//! Client registry and delivery behaviour of `BroadcastFanout`.
//!
//! Clients are plain queue receivers here; the socket adapter is not involved.

use fleetwatch_devkit::{FleetMessageBuilder, TestHarness};
use fleetwatch_kernel::contracts::{Envelope, EventKind};
use fleetwatch_kernel::fanout::BroadcastFanout;
use fleetwatch_kernel::models::{AdvisoryType, Severity};
use serde_json::json;
use std::time::Duration;

// ---------------------------------------------------------------------------
// Test: a closed client is dropped while the others still receive the event
// ---------------------------------------------------------------------------

#[tokio::test]
async fn closed_client_is_removed_during_broadcast() {
    let harness = TestHarness::new();
    let mut client1 = harness.connect_client();
    let client2 = harness.connect_client();
    let mut client3 = harness.connect_client();
    drop(client2.rx);

    let delivered = harness.fanout.broadcast(&Envelope::system("shift_change", "shift B on duty", "info"));

    assert_eq!(delivered, 2);
    assert_eq!(harness.fanout.client_count(), 2);
    assert_eq!(client1.drain_types(), ["connection", "system_notification"]);
    assert_eq!(client3.drain_types(), ["connection", "system_notification"]);
}

// ---------------------------------------------------------------------------
// Test: a client that stops reading is dropped once its queue is full
// ---------------------------------------------------------------------------

#[tokio::test]
async fn slow_client_does_not_block_others() {
    let harness = TestHarness::with_config(Default::default(), 2);
    let _stalled = harness.connect_client();
    let mut reader = harness.connect_client();
    let topic = FleetMessageBuilder::new("M1").topic(EventKind::Process);

    for t in 0..4 {
        harness
            .ingest(&topic, &FleetMessageBuilder::process(&[("temperature", 70.0 + t as f64)]))
            .unwrap();
        reader.drain();
    }

    assert_eq!(harness.fanout.client_count(), 1);
    assert_eq!(harness.store.history("M1", None).unwrap().len(), 4);
}

// ---------------------------------------------------------------------------
// Test: events reach a client in the order they were broadcast
// ---------------------------------------------------------------------------

#[tokio::test]
async fn per_client_order_matches_broadcast_order() {
    let harness = TestHarness::new();
    let mut client = harness.connect_client();
    let topic = FleetMessageBuilder::new("M1").topic(EventKind::Process);

    for t in 0..10 {
        harness.ingest(&topic, &json!({"seq": t as f64})).unwrap();
    }

    let seqs: Vec<f64> = client
        .drain()
        .iter()
        .filter(|frame| frame["type"] == "process_data")
        .filter_map(|frame| frame["data"]["channels"]["seq"].as_f64())
        .collect();
    assert_eq!(seqs, (0..10).map(|t| t as f64).collect::<Vec<_>>());
}

// ---------------------------------------------------------------------------
// Test: machine subscriptions filter machine events but not global ones
// ---------------------------------------------------------------------------

#[tokio::test]
async fn subscriptions_filter_machine_events() {
    let harness = TestHarness::new();
    let mut watcher = harness.connect_client();
    assert!(harness.fanout.subscribe(watcher.id, "M2"));
    watcher.drain();

    let m1 = FleetMessageBuilder::new("M1");
    let m2 = FleetMessageBuilder::new("M2");
    harness.ingest(&m1.topic(EventKind::Process), &FleetMessageBuilder::process(&[("rpm", 1200.0)])).unwrap();
    harness.ingest(&m2.topic(EventKind::Process), &FleetMessageBuilder::process(&[("rpm", 900.0)])).unwrap();
    harness.fanout.notify_system("maintenance_window", "line 2 stops at 18:00", "info");

    let frames = watcher.drain();
    let machines: Vec<_> = frames.iter().map(|f| f["machine_id"].as_str()).collect();
    assert_eq!(machines, [Some("M2"), None]);
}

// ---------------------------------------------------------------------------
// Test: advisories are stored and pushed to clients
// ---------------------------------------------------------------------------

#[tokio::test]
async fn submitted_advisory_is_broadcast() {
    let harness = TestHarness::new();
    let mut client = harness.connect_client();
    let advisory = FleetMessageBuilder::new("M3").advisory(AdvisoryType::FaultPrediction, Severity::High, 0.87);

    let delivered = harness.gateway.submit_advisory(advisory).unwrap();
    assert_eq!(delivered, 1);

    let frame = client.next_of_type("advisory_notification", 500).await.unwrap();
    assert_eq!(frame["machine_id"], "M3");
    assert_eq!(frame["data"]["severity"], "high");
    assert_eq!(harness.store.advisories("M3", time::OffsetDateTime::now_utc()).len(), 1);
}

// ---------------------------------------------------------------------------
// Test: out-of-range advisory confidence is rejected
// ---------------------------------------------------------------------------

#[tokio::test]
async fn advisory_confidence_is_validated() {
    let harness = TestHarness::new();
    let advisory = FleetMessageBuilder::new("M3").advisory(AdvisoryType::AnomalyDetection, Severity::Low, 1.5);

    assert!(harness.gateway.submit_advisory(advisory).is_err());
    assert!(!harness.store.contains("M3"));
}

// ---------------------------------------------------------------------------
// Test: idle clients are evicted by the heartbeat sweep
// ---------------------------------------------------------------------------

#[tokio::test(start_paused = true)]
async fn heartbeat_evicts_idle_clients() {
    let fanout = BroadcastFanout::new(16);
    let (idle, _idle_rx) = fanout.register();
    let (active, mut active_rx) = fanout.register();

    tokio::time::advance(Duration::from_secs(45)).await;
    fanout.touch(active);
    tokio::time::advance(Duration::from_secs(30)).await;

    fanout.heartbeat(Duration::from_secs(60));

    assert_eq!(fanout.client_count(), 1);
    assert!(fanout.subscription(idle).is_none());
    let mut kinds = Vec::new();
    while let Ok(frame) = active_rx.try_recv() {
        let value: serde_json::Value = serde_json::from_str(&frame).unwrap();
        kinds.push(value["type"].as_str().unwrap().to_string());
    }
    assert_eq!(kinds, ["connection", "heartbeat"]);
}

══════════════════════════════

● EXERCISE REQUIREMENTS: Check each line of the data above for the word "ingest" and copy the ones where it is found.

● RESULT:
            .ingest(&topic, &FleetMessageBuilder::process(&[("temperature", 70.0 + t as f64)]))
        harness.ingest(&topic, &json!({"seq": t as f64})).unwrap();
    harness.ingest(&m1.topic(EventKind::Process), &FleetMessageBuilder::process(&[("rpm", 1200.0)])).unwrap();
    harness.ingest(&m2.topic(EventKind::Process), &FleetMessageBuilder::process(&[("rpm", 900.0)])).unwrap();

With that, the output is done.